**ACTIVITY**
Report how many lines in the entries below have the word "vouch" in them, and give no other words.

**TASK MATERIAL**
//! # vouch-app
//!
//! Pure core of the vouch client: the request-correlated screen state
//! machine and the connection state store it repairs on cold start.
//!
//! ## Architecture
//!
//! - **state_machine**: `SessionState × Event → (SessionState, Vec<Command>)`
//! - **store**: persisted `{connected, server address}` with validation on read
//! - **request**: the one outstanding server request and reply correlation
//! - **message**: inbound and outbound peer messages
//! - **testing**: deterministic session harness
//!
//! Nothing here performs network I/O. The runtime in `vouch-client` executes
//! commands and feeds their results back as events.

pub mod address;
pub mod errors;
pub mod message;
pub mod request;
pub mod screen;
pub mod state_machine;
pub mod store;
// Deterministic session harness
#[cfg(any(test, feature = "testing"))]
pub mod testing;
pub mod toast;

pub use address::{AddressError, ServerAddress, SERVER_ADDRESS_BYTES, SERVER_ADDRESS_LEN};
pub use errors::{Categorized, ErrorCategory};
pub use message::{ExchangeOutcome, InboundMessage, OutboundMessage, PendingInboundRequests};
pub use request::{MessageId, OutstandingServerRequest, RequestId, ServerRequestKind};
pub use screen::{FlowFamily, Screen};
pub use state_machine::{transition, Command, Event, SessionSettings, SessionState, UserAction};
pub use store::{
    ApplicationAddressStore, ConnectionRecord, ConnectionStateStore, KeyValueStore, StoreError,
};
pub use toast::{Toast, ToastLevel};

**ANSWER TO THIS TASK**
3